The experiment consists of three major parts: the beam telescope, the target area and the two-staged spectrometer.

===Particle beam===
The M2 beam line is able to transport various secondary and tertiary particle beams, which all originate from the Super Proton Synchrotron. The primary proton beam (400 GeV/c and up to 1.5E13 protons per super cycle) is steered on a beryllium production target producing secondary hadrons, mainly consisting of (anti-) protons, pions and kaons.
The production target and the experiment are separated by a 1.1 km long transfer line, allowing through weak decay and use of massive hadron absorbers the production of a naturally spin-polarised muon beam. The beam line is designed to transport beams up to a momentum of 280 GeV/c. Usually, five different beams are used by COMPASS:
- positive and negative muon beams with a nominal momentum of 160 GeV/c or 200 GeV/c,
- positive hadron beams with a nominal momentum of 190 GeV/c and a composition of 75% protons, 24% pions and 1% kaons,
- negative hadron beams with a nominal momentum of 190 GeV/c and a composition of 1% anti-protons, 97% pions and 2% kaons,
- low intensity electron beam for calibration purposes (60 and 40 GeV/c).

===Beam telescope===
The timing and the position of the incident particles are determined with cold silicon strip detectors and scintillating fibre detectors. These informations are crucial to determine the interaction point inside the target material. Depending on the beam type, modifications in the beam telescope are done:
- For the muon beam, the momentum is measured using beam momentum stations,
- To distinguish between the different particle types in the hadron beam, a Cherenkov detector is used.

===Target===
According to the physics goal, a suitable target is needed. For polarised physics, the spins of the target material need to be oriented in one direction. The target cell contains either ammonium or deuterium, which are polarised by the means of microwave radiation and strong magnetic fields. To keep up the polarisation grade, a ^{3}He/^{4}He dilution refrigerator is used to cool down the target material to 50 mK. The target material can be polarised longitudinal or transverse to the beam axis.

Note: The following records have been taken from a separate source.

//! Configuration loading end to end: file loading, strict validation,
//! and the legacy shape.

mod common;

use code_scanner::config::{Backend, Config};

use common::TestRepo;

#[test]
fn loads_a_config_file_from_disk() {
    let repo = TestRepo::new();
    repo.write(
        "scanner.toml",
        r#"
[llm]
backend = "native-chat"
host = "127.0.0.1"
port = 11434
model = "qwen2.5-coder:14b"
timeout = 300
context_limit = 32768

[[checks]]
pattern = "*.cpp, *.h"
checks = [
    "Check that stack allocation is preferred over heap allocation whenever possible.",
    "Check for missing null-pointer checks.",
]

[[checks]]
pattern = "/*build*/"
checks = []
"#,
    );

    let config = Config::load(&repo.path().join("scanner.toml")).unwrap();
    assert_eq!(config.llm.backend, Backend::NativeChat);
    assert_eq!(config.llm.model.as_deref(), Some("qwen2.5-coder:14b"));
    assert_eq!(config.llm.timeout, 300);
    assert_eq!(config.groups.len(), 2);
    // Two prompts in the first group, none in the ignore group.
    assert_eq!(config.schedule().len(), 2);
}

#[test]
fn missing_file_is_a_config_error() {
    let repo = TestRepo::new();
    let err = Config::load(&repo.path().join("nope.toml")).unwrap_err();
    assert_eq!(err.exit_code(), 1);
}

#[test]
fn unknown_section_lists_accepted_ones() {
    let repo = TestRepo::new();
    repo.write(
        "scanner.toml",
        r#"
[llm]
backend = "openai-compatible"
host = "localhost"
port = 8080
context_limit = 8192

[scanner]
interval = 10

[[checks]]
pattern = "*"
checks = ["c"]
"#,
    );
    let err = Config::load(&repo.path().join("scanner.toml")).unwrap_err();
    let message = err.to_string();
    assert!(message.contains("unknown section 'scanner'"));
    assert!(message.contains("llm, checks"));
    assert_eq!(err.exit_code(), 1);
}

#[test]
fn legacy_flat_checks_still_load() {
    let repo = TestRepo::new();
    repo.write(
        "scanner.toml",
        r#"
[llm]
backend = "openai-compatible"
host = "localhost"
port = 8080
context_limit = 8192

checks = ["Look for TODOs that reference closed tickets."]
"#,
    );
    let config = Config::load(&repo.path().join("scanner.toml")).unwrap();
    assert_eq!(config.groups.len(), 1);
    assert!(config.groups[0].matches(std::path::Path::new("deep/nested/file.py")));
    assert_eq!(config.schedule().len(), 1);
}

#[test]
fn schedule_preserves_declaration_order() {
    let repo = TestRepo::new();
    repo.write(
        "scanner.toml",
        r#"
[llm]
backend = "openai-compatible"
host = "localhost"
port = 8080
context_limit = 8192

[[checks]]
pattern = "*.rs"
checks = ["first", "second"]

[[checks]]
pattern = "*.py"
checks = ["third"]
"#,
    );
    let config = Config::load(&repo.path().join("scanner.toml")).unwrap();
    let schedule = config.schedule();
    let prompts: Vec<&str> = schedule.iter().map(|&c| config.prompt(c)).collect();
    assert_eq!(prompts, vec!["first", "second", "third"]);
}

For unpolarised physics, mostly liquid hydrogen is used, allowing to study the proton properties. For other physics, where high atomic numbers are needed, nickel, lead and other nuclear targets are used.

The main advantage of a fixed target experiment is the large acceptance. Due to the Lorentz boost, most of the final states and the scattered particles are created along the beam axis. This leads to the distinctive set-up of a fixed-target experiment: most detectors are placed behind the target ("forward spectrometer").
For some processes it is necessary to detect the recoil nucleon from the target. Here, a recoil proton detector consisting of two barrels of scintillator material is used. The protons are identified by the time of flight and the energy loss.

===Spectrometer===
The COMPASS experiment consists of two spectrometer stages with various tracking detector types, each set-up around a spectrometer magnet to determine the momentum of the particles. The first stage is dedicated to tracks with large scattering (production) angles and the second one for small angles. In addition, the first stage holds a Ring-Imaging CHerenkov detector ("RICH"), able to distinguish pions and kaons between 10 and 50 GeV.
The following detector types for measuring charged particles are used:
- MicroMegas, micro mesh gas detector,
- Pixelised MicroMegas,
- GEMs, gaseous electron multiplier,
- Pixelised GEMs,
- Drift chambers,
- Straws ,
- SciFis, scintillating fibre stations,
- MWPC, multi wire proportional chambers,
- Hodoscopes, scintillator counter used for triggering on scattered muons.

Neutral particles, i.e. photons are detected with electro-magnetic calorimeters. The energy of produced hadrons are determined with hadronic calorimeters.